■ Given data:
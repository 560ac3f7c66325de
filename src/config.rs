use serde::{Deserialize, Serialize};
use std::path::{Path, PathBuf};

use crate::error::{AppError, Result};

#[derive(Debug, Clone, Serialize, Deserialize)]
pub struct Config {
    #[serde(default = "default_db_path")]
    pub db_path: String,

    /// Public origin of the site, used for canonical URLs and sitemaps
    #[serde(default = "default_base_url")]
    pub base_url: String,

    #[serde(default = "default_listen_addr")]
    pub listen_addr: String,

    /// Bearer token for admin endpoints; auth is disabled when unset
    pub admin_token: Option<String>,

    #[serde(default = "default_sitemap_max_age_hours")]
    pub sitemap_max_age_hours: i64,

    #[serde(default = "default_event_buffer")]
    pub event_buffer: usize,
}

fn default_db_path() -> String {
    let data_dir = dirs::data_dir()
        .unwrap_or_else(|| PathBuf::from("."))
        .join("bpharm-seo");
    std::fs::create_dir_all(&data_dir).ok();
    data_dir.join("content.db").to_string_lossy().to_string()
}

fn default_base_url() -> String {
    "http://localhost:3000".to_string()
}

fn default_listen_addr() -> String {
    "127.0.0.1:8080".to_string()
}

fn default_sitemap_max_age_hours() -> i64 {
    24
}

fn default_event_buffer() -> usize {
    64
}

impl Default for Config {
    fn default() -> Self {
        Self {
            db_path: default_db_path(),
            base_url: default_base_url(),
            listen_addr: default_listen_addr(),
            admin_token: None,
            sitemap_max_age_hours: default_sitemap_max_age_hours(),
            event_buffer: default_event_buffer(),
        }
    }
}

impl Config {
    pub fn load() -> Result<Self> {
        let config_path = Self::config_path();

        if config_path.exists() {
            Self::load_from(&config_path)
        } else {
            let config = Config::default();
            config.save_to(&config_path)?;
            Ok(config)
        }
    }

    pub fn load_from(path: &Path) -> Result<Self> {
        let content = std::fs::read_to_string(path)?;
        let mut config: Config = toml::from_str(&content)?;
        config.base_url = normalize_base_url(&config.base_url)?;
        Ok(config)
    }

    pub fn save_to(&self, path: &Path) -> Result<()> {
        if let Some(parent) = path.parent() {
            std::fs::create_dir_all(parent)?;
        }
        let content =
            toml::to_string_pretty(self).map_err(|e| AppError::Config(e.to_string()))?;
        std::fs::write(path, content)?;
        Ok(())
    }

    pub fn config_path() -> PathBuf {
        dirs::config_dir()
            .unwrap_or_else(|| PathBuf::from("."))
            .join("bpharm-seo")
            .join("config.toml")
    }
}

/// Validate the site origin and drop any trailing slash so paths can be appended.
pub fn normalize_base_url(raw: &str) -> Result<String> {
    let parsed = url::Url::parse(raw.trim())
        .map_err(|e| AppError::Config(format!("invalid base_url {:?}: {}", raw, e)))?;
    if !matches!(parsed.scheme(), "http" | "https") {
        return Err(AppError::Config(format!(
            "base_url must be http or https, got {}",
            parsed.scheme()
        )));
    }
    Ok(parsed.as_str().trim_end_matches('/').to_string())
}
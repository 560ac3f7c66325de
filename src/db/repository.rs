use chrono::{DateTime, Utc};
use rusqlite::types::Type;
use rusqlite::{params, OptionalExtension, Row};
use serde::de::DeserializeOwned;
use tokio_rusqlite::Connection;

use crate::error::Result;
use crate::models::{
    CachedSitemap, ContentItem, ContentRecord, ContentSummary, KeywordMapping, KeywordMappingRow,
    KeywordPriority, LinkBundle, NewKeywordMapping, SitemapCacheStat, SitemapKind,
};

use super::schema::SCHEMA;

const CONTENT_COLUMNS: &str = "id, subject_id, title, slug, blog_content, youtube_id, quiz_data, faqs, \
     primary_keyword, target_keywords, year_slug, unit_number, canonical_url, breadcrumb_path, \
     internal_links, word_count, reading_time_minutes, is_indexable, priority, changefreq, \
     created_at, updated_at";

const SUMMARY_COLUMNS: &str =
    "id, title, slug, subject_id, year_slug, unit_number, word_count, canonical_url";

const MAPPING_COLUMNS: &str = "m.id, m.keyword, m.url, m.content_id, m.priority, m.search_volume, \
     m.is_active, m.created_at, m.updated_at";

/// Outcome of [`Repository::claim_keyword_mapping`].
#[derive(Debug)]
pub enum KeywordClaim {
    Saved(KeywordMapping),
    /// Another content id already holds the keyword; nothing was written.
    Held(KeywordMapping),
}

pub struct Repository {
    conn: Connection,
}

■ About this task: Which lines in the listing hold the word "parent"? Copy them out.

■ Answer box:
        if let Some(parent) = path.parent() {
            std::fs::create_dir_all(parent)?;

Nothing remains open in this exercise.